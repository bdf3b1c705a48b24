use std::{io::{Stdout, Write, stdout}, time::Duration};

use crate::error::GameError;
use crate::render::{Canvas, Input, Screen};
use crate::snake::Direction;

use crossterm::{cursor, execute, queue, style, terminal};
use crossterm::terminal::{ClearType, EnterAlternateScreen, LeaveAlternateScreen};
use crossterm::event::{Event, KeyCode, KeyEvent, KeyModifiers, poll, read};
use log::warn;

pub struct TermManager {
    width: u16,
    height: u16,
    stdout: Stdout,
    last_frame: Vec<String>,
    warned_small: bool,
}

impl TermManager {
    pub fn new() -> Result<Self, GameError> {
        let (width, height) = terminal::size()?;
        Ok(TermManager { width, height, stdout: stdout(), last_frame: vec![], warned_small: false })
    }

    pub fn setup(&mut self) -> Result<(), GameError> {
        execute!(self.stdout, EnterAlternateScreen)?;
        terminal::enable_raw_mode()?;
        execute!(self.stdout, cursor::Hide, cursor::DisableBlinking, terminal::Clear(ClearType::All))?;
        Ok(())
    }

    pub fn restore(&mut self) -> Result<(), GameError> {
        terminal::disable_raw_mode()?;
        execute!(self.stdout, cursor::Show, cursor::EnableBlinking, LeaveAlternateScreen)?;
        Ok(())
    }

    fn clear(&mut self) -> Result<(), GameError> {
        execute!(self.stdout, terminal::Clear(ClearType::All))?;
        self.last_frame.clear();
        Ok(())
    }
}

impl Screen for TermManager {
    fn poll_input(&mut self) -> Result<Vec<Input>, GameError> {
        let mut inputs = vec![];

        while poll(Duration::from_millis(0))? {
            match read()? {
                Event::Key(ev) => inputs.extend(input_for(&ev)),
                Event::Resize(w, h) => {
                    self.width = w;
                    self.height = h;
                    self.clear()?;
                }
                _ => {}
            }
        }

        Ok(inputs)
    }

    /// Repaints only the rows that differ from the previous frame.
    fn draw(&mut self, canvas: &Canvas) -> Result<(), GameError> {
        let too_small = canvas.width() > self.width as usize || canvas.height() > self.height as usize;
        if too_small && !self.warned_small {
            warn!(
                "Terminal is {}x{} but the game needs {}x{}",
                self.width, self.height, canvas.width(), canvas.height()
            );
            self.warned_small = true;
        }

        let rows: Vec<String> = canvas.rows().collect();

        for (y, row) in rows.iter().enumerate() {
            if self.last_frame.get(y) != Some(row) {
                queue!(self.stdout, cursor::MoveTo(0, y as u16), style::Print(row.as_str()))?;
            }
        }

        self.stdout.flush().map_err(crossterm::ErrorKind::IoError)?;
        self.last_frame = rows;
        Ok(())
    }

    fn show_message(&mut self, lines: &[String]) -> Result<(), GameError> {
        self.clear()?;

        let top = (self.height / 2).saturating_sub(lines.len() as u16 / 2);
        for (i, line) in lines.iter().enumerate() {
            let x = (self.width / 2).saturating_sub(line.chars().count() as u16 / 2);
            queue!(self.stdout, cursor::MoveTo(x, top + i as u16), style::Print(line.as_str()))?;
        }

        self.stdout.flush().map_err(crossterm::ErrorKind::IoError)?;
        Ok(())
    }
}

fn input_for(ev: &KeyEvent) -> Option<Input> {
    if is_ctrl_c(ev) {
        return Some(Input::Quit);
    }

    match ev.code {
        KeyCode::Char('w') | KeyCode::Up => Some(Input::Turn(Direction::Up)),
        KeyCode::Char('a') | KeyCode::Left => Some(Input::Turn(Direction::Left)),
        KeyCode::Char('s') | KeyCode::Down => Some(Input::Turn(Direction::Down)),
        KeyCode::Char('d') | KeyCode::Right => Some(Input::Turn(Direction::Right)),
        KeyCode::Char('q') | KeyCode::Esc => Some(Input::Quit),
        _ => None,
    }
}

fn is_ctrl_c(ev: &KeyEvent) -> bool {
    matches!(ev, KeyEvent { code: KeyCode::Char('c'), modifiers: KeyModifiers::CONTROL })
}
--
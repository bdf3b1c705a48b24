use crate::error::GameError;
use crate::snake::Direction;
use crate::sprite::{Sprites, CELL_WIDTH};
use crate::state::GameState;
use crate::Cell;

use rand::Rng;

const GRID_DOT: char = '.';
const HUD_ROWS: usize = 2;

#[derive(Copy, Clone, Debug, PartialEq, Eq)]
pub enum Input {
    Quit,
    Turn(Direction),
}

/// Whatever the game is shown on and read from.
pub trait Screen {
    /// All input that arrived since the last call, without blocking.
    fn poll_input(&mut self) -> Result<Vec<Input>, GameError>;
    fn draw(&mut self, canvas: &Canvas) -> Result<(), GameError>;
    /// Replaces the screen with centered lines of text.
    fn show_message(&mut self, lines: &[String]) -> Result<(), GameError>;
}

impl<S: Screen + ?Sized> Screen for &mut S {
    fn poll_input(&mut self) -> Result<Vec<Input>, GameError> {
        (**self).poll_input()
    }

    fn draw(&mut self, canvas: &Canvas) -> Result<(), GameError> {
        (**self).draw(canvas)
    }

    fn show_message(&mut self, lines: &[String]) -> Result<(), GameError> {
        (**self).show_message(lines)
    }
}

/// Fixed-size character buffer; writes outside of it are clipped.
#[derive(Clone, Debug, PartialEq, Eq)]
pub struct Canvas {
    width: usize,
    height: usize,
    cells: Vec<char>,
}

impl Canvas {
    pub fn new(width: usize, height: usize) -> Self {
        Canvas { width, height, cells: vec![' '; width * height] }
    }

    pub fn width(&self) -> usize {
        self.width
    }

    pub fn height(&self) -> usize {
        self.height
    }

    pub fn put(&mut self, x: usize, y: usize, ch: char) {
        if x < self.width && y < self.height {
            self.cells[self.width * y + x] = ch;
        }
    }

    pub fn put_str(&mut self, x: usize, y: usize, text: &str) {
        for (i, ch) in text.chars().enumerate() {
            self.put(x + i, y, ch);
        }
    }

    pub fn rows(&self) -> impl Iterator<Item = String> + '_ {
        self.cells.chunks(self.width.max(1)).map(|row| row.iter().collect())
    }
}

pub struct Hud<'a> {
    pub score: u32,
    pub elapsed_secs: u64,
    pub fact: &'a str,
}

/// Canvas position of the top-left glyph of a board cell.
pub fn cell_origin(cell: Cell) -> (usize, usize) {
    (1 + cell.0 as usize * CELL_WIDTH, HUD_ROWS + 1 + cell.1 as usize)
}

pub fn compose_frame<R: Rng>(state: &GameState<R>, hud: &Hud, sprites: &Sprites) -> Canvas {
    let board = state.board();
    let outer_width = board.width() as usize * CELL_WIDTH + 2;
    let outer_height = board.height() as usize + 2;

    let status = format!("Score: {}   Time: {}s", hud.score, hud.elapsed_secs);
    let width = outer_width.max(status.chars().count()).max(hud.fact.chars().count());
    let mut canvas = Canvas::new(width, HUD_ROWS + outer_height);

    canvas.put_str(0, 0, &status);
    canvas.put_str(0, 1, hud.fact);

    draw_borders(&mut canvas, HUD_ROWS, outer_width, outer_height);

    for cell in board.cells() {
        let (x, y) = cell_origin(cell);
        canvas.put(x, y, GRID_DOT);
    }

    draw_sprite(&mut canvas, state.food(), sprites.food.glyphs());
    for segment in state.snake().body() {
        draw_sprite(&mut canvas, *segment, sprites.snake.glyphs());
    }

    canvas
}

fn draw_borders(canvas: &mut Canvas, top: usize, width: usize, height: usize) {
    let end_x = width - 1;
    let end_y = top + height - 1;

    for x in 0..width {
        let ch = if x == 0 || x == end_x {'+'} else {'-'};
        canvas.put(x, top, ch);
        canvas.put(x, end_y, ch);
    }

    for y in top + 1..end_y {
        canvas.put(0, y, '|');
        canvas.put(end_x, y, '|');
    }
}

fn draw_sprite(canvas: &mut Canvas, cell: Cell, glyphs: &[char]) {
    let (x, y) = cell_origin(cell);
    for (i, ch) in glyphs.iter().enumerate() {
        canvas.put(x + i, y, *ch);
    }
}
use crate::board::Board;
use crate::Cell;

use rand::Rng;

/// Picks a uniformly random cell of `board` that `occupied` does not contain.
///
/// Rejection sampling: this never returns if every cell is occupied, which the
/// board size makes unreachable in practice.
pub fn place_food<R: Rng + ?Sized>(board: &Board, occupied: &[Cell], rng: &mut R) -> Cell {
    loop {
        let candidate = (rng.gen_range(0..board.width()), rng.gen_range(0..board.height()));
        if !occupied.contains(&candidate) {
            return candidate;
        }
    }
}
---
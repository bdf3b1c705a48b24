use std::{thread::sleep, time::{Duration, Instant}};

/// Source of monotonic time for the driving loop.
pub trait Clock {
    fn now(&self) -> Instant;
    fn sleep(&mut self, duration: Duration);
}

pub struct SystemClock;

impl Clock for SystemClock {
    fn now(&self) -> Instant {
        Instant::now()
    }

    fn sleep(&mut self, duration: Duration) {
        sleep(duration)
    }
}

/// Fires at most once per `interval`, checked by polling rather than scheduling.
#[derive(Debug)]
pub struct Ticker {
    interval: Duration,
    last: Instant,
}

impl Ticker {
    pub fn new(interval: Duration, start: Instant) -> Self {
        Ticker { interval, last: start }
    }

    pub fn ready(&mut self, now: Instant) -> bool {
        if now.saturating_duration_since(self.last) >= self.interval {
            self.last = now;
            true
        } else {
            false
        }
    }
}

**Work order**
Report every line of the records that contains the word "state".

**Task response**
use crate::state::GameState;
pub fn compose_frame<R: Rng>(state: &GameState<R>, hud: &Hud, sprites: &Sprites) -> Canvas {
    let board = state.board();
    draw_sprite(&mut canvas, state.food(), sprites.food.glyphs());
    for segment in state.snake().body() {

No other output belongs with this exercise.